The Seaside is a historic medical facility at 36 Shore Road in Waterford, Connecticut. It is nationally significant as the first institution designed for heliotropic treatment of children suffering from tuberculosis. Its buildings "comprise an exceptional collection of fully realized and generally well-preserved Tudor Revival-style institutional architecture", which were designed by Cass Gilbert. The property was listed on the National Register of Historic Places in 1995.

==History==
The facility was originally built to treat children with tuberculosis and was later used as an elderly home, medical hospital, and a facility to treat the mentally disabled. In the 1930s, it opened for children with tuberculosis. Then in 1958, it was used as an elderly home for three years, after which it was used to treat people with developmental disabilities until 1996. During the period in which the facility treated tuberculosis, it was called Seaside Sanatorium. When it housed the elderly, it was called Seaside Geriatric Hospital. When it reopened again, it was called Seaside Regional Center for the Mentally Retarded.

The Waterford property where the Seaside Sanatorium would stand was commissioned in 1930 by The State Tuberculosis Commission. The 28-acre property was purchased from the heirs of the Smith-Grimes estate. More land was purchased in 1936, bringing the property to its current boundaries, totaling 36 acres at a cost of $125,000.

The Seaside is actually the second “The Seaside” to stand for the heliotropic treatment of tuberculosis in children. The first site was at the White Beach Hotel at Crescent Beach in neighboring Niantic, Connecticut. The original sanatorium received its first patients by January 1920. Being the first and only treatment center for tuberculosis in the country, its 45 beds quickly filled and the waiting list began to grow. The State Tuberculosis Commission knew they had to expand but were unable to do so because the McCook family, who owned the neighboring property, refused to sell. The state went as far as the Supreme Court to try to seize the land through eminent domain. The McCooks won the lawsuit, however, and the state sought land elsewhere.

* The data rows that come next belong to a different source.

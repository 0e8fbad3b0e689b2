// src/services/file_service.rs
use crate::{
    error::AppResult,
    models::{
        file::{NewFile, StoredFile},
        user::User,
    },
};
use chrono::Utc;
use sqlx::{Sqlite, SqliteConnection, SqlitePool};
use std::path::{Path, PathBuf};
use uuid::Uuid;

const FILE_SELECT: &str = r#"
    SELECT f.id, f.filename, f.path, f.title, f.description, f.timestamp, f.user_id,
           u.username AS uploader, s.id AS submission_id
    FROM files f
    JOIN users u ON u.id = f.user_id
    LEFT JOIN submissions s ON s.file_id = f.id
"#;

/// Longest name kept from the client's filename, before the unique prefix.
const MAX_NAME_LEN: usize = 100;

/// True when `filename` has an extension from `allowed` (case-insensitive).
pub fn allowed_file(filename: &str, allowed: &[String]) -> bool {
    match filename.rsplit_once('.') {
        Some((_, ext)) => allowed.iter().any(|a| a.eq_ignore_ascii_case(ext)),
        None => false,
    }
}

/// Reduces a client-supplied name to `[A-Za-z0-9._-]`, without directories
/// or leading dots.
pub fn secure_filename(raw: &str) -> String {
    let base = raw.rsplit(['/', '\\']).next().unwrap_or("");
    let cleaned: String = base
        .chars()
        .map(|c| if c.is_whitespace() { '_' } else { c })
        .filter(|c| c.is_ascii_alphanumeric() || matches!(c, '.' | '-' | '_'))
        .collect();
    let cleaned = cleaned.trim_start_matches(['.', '_']);

    // Keep the extension when trimming long names
    let cleaned = if cleaned.len() > MAX_NAME_LEN {
        match cleaned.rsplit_once('.') {
            Some((stem, ext)) if ext.len() < 10 => {
                format!("{}.{}", &stem[..MAX_NAME_LEN - ext.len() - 1], ext)
            }
            _ => cleaned[..MAX_NAME_LEN].to_string(),
        }
    } else {
        cleaned.to_string()
    };

    if cleaned.is_empty() {
        "file".to_string()
    } else {
        cleaned
    }
}

/// A collision-free name for storing `raw` on disk.
pub fn unique_filename(raw: &str) -> String {
    format!("{}_{}", Uuid::new_v4().simple(), secure_filename(raw))
}

/// Writes the bytes under `upload_dir`, creating the directory when needed.
pub async fn save_to_disk(upload_dir: &Path, filename: &str, data: &[u8]) -> AppResult<PathBuf> {
    tokio::fs::create_dir_all(upload_dir).await?;
    let path = upload_dir.join(filename);
    tokio::fs::write(&path, data).await?;
    tracing::debug!("Stored {} bytes at {}", data.len(), path.display());
    Ok(path)
}

pub async fn remove_from_disk(path: &str) {
    if let Err(e) = tokio::fs::remove_file(path).await {
        tracing::warn!("Could not remove {}: {}", path, e);
    }
}

pub(crate) async fn insert_file(conn: &mut SqliteConnection, file: &NewFile<'_>) -> AppResult<i64> {
    let id = sqlx::query::<Sqlite>(
        r#"
        INSERT INTO files (filename, path, title, description, timestamp, user_id)
        VALUES (?1, ?2, ?3, ?4, ?5, ?6)
        "#,
    )
    .bind(file.filename)
    .bind(file.path)
    .bind(file.title)
    .bind(file.description)
    .bind(Utc::now())
    .bind(file.user_id)
    .execute(conn)
    .await?
    .last_insert_rowid();
    Ok(id)
}

pub async fn create_file(db_pool: &SqlitePool, file: &NewFile<'_>) -> AppResult<i64> {
    let mut conn = db_pool.acquire().await?;
    let id = insert_file(&mut *conn, file).await?;
    tracing::info!("File {} ('{}') uploaded by user {}", id, file.filename, file.user_id);
    Ok(id)
}

/// Files shared through the upload page, newest first.
/// Submission files are only reachable from their assignment.
pub async fn list_shared_files(db_pool: &SqlitePool) -> AppResult<Vec<StoredFile>> {
    let files = sqlx::query_as::<_, StoredFile>(&format!(
        "{FILE_SELECT} WHERE s.id IS NULL ORDER BY f.timestamp DESC, f.id DESC"
    ))
    .fetch_all(db_pool)
    .await?;
    Ok(files)
}

pub async fn find_file_by_id(db_pool: &SqlitePool, file_id: i64) -> AppResult<Option<StoredFile>> {
    let file = sqlx::query_as::<_, StoredFile>(&format!("{FILE_SELECT} WHERE f.id = ?1"))
        .bind(file_id)
        .fetch_optional(db_pool)
        .await?;
    Ok(file)
}

pub async fn find_file_by_name(db_pool: &SqlitePool, filename: &str) -> AppResult<Option<StoredFile>> {
    let file = sqlx::query_as::<_, StoredFile>(&format!("{FILE_SELECT} WHERE f.filename = ?1"))
        .bind(filename)
        .fetch_optional(db_pool)
        .await?;
    Ok(file)
}

/// Shared files are open to every user. A submission file is open to its
/// submitter, the assignment's author and admins.
pub async fn can_view(db_pool: &SqlitePool, file: &StoredFile, viewer: &User) -> AppResult<bool> {
    let Some(submission_id) = file.submission_id else {
        return Ok(true);
    };
    if viewer.is_admin() || viewer.id == file.user_id {
        return Ok(true);
    }

    let author: Option<i64> = sqlx::query_scalar(
        r#"
        SELECT a.user_id
        FROM submissions s
        JOIN assignments a ON a.id = s.assignment_id
        WHERE s.id = ?1
        "#,
    )
    .bind(submission_id)
    .fetch_optional(db_pool)
    .await?;
    Ok(author == Some(viewer.id))
}

pub fn can_delete(file: &StoredFile, user: &User) -> bool {
    file.submission_id.is_none() && (user.is_admin() || user.id == file.user_id)
}

/// Deletes the row and the stored bytes. Returns false when the row was gone.
pub async fn delete_file(db_pool: &SqlitePool, file: &StoredFile) -> AppResult<bool> {
    let rows = sqlx::query("DELETE FROM files WHERE id = ?1")
        .bind(file.id)
        .execute(db_pool)
        .await?
        .rows_affected();
    if rows == 0 {
        return Ok(false);
    }
    remove_from_disk(&file.path).await;
    tracing::info!("File {} ('{}') deleted", file.id, file.filename);
    Ok(true)
}
// src/models/file.rs
use chrono::{DateTime, Utc};
use sqlx::FromRow;

/// An uploaded file with its uploader's username.
/// `submission_id` is set when the file was handed in for an assignment.
#[derive(Debug, Clone, FromRow)]
pub struct StoredFile {
    pub id: i64,
    pub filename: String,
    pub path: String,
    pub title: Option<String>,
    pub description: Option<String>,
    pub timestamp: DateTime<Utc>,
    pub user_id: i64,
    pub uploader: String,
    pub submission_id: Option<i64>,
}

impl StoredFile {
    pub fn display_title(&self) -> &str {
        self.title.as_deref().filter(|t| !t.is_empty()).unwrap_or("Untitled")
    }

    pub fn display_description(&self) -> &str {
        self.description.as_deref().unwrap_or("")
    }

    pub fn formatted_time(&self) -> String {
        self.timestamp.format("%H:%M %d/%m/%y").to_string()
    }
}

/// Fields needed to insert a row in `files`.
#[derive(Debug, Clone)]
pub struct NewFile<'a> {
    pub filename: &'a str,
    pub path: &'a str,
    pub title: &'a str,
    pub description: Option<&'a str>,
    pub user_id: i64,
}
// src/error.rs
use axum::{http::StatusCode, response::Html, response::IntoResponse};
use thiserror::Error;

#[derive(Error, Debug)]
pub enum AppError {
    #[error("Database error: {0}")]
    SqlxError(#[from] sqlx::Error),

    #[error("Database migration error: {0}")]
    SqlxMigrateError(#[from] sqlx::migrate::MigrateError),

    #[error("Environment variable error: {0}")]
    EnvVarError(#[from] std::env::VarError),

    #[error("Invalid configuration: {0}")]
    ConfigError(String),

    #[error("Already exists: {0}")]
    AlreadyExists(String),

    #[error("Password processing failed")]
    PasswordHashingError,

    #[error("Session error: {0}")]
    SessionError(String),

    #[error("Template render error: {0}")]
    TemplateError(#[from] askama::Error),

    #[error("I/O error: {0}")]
    IoError(#[from] std::io::Error),

    #[error("Malformed upload: {0}")]
    MultipartError(String),

    #[error("Upload exceeds the size limit")]
    UploadTooLarge,

    #[error("Unexpected internal error")]
    InternalServerError,
}

impl From<axum::extract::multipart::MultipartError> for AppError {
    fn from(e: axum::extract::multipart::MultipartError) -> Self {
        // Body limit violations surface as a multipart error with status 413
        if e.status() == StatusCode::PAYLOAD_TOO_LARGE {
            AppError::UploadTooLarge
        } else {
            AppError::MultipartError(e.body_text())
        }
    }
}

impl From<tower_sessions::session::Error> for AppError {
    fn from(e: tower_sessions::session::Error) -> Self {
        AppError::SessionError(e.to_string())
    }
}

impl IntoResponse for AppError {
    fn into_response(self) -> axum::response::Response {
        tracing::error!("Request failed: {:?}", self);

        let (status, user_message) = match self {
            AppError::SqlxError(_) | AppError::SqlxMigrateError(_) => {
                (StatusCode::INTERNAL_SERVER_ERROR, "Could not access the data.")
            }
            AppError::EnvVarError(_) | AppError::ConfigError(_) => {
                (StatusCode::INTERNAL_SERVER_ERROR, "Server configuration error.")
            }
            AppError::PasswordHashingError => {
                (StatusCode::INTERNAL_SERVER_ERROR, "Could not process credentials.")
            }
            AppError::SessionError(_) => {
                (StatusCode::INTERNAL_SERVER_ERROR, "Your session could not be handled.")
            }
            AppError::AlreadyExists(_) => (StatusCode::CONFLICT, "That record already exists."),
            AppError::MultipartError(_) => (StatusCode::BAD_REQUEST, "The upload was malformed."),
            AppError::UploadTooLarge => (StatusCode::PAYLOAD_TOO_LARGE, "The file is too large."),
            _ => (StatusCode::INTERNAL_SERVER_ERROR, "An unexpected error occurred."),
        };

        (status, Html(format!(r#"
            <!DOCTYPE html><html><head><title>Error</title><style>body{{font-family:sans-serif;}}</style></head>
            <body><h1>Error {status_code}</h1><p>{message}</p><a href="/index">Home</a></body></html>
         "#, status_code=status.as_u16(), message=user_message))).into_response()
    }
}

pub type AppResult<T = ()> = Result<T, AppError>;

The facility's current property became available and the state purchased it. Famed architect Cass Gilbert was commissioned to design the buildings. The Waterford facility was ready and the Niantic patients transferred in 1934. The location of the center, the first of its kind in the nation, was chosen because of the fresh sea air and ample sunlight. At the time, it was thought that fresh air and much sunshine could help cure tuberculosis. The children, all 14 and under, would spend their days outside sunning as part of their heliotherapy. By the end of the 1940s, advancements in drug therapies were being made and the usefulness of sanatoriums declined.

In 2014, Governor Dannel Malloy made a final decision to rebuild the Seaside Sanatorium as a state park. Four years prior, Malloy had signed a contract with the developer, Mark Steiner, who filed a $20 million lawsuit against the state after Malloy's announcement.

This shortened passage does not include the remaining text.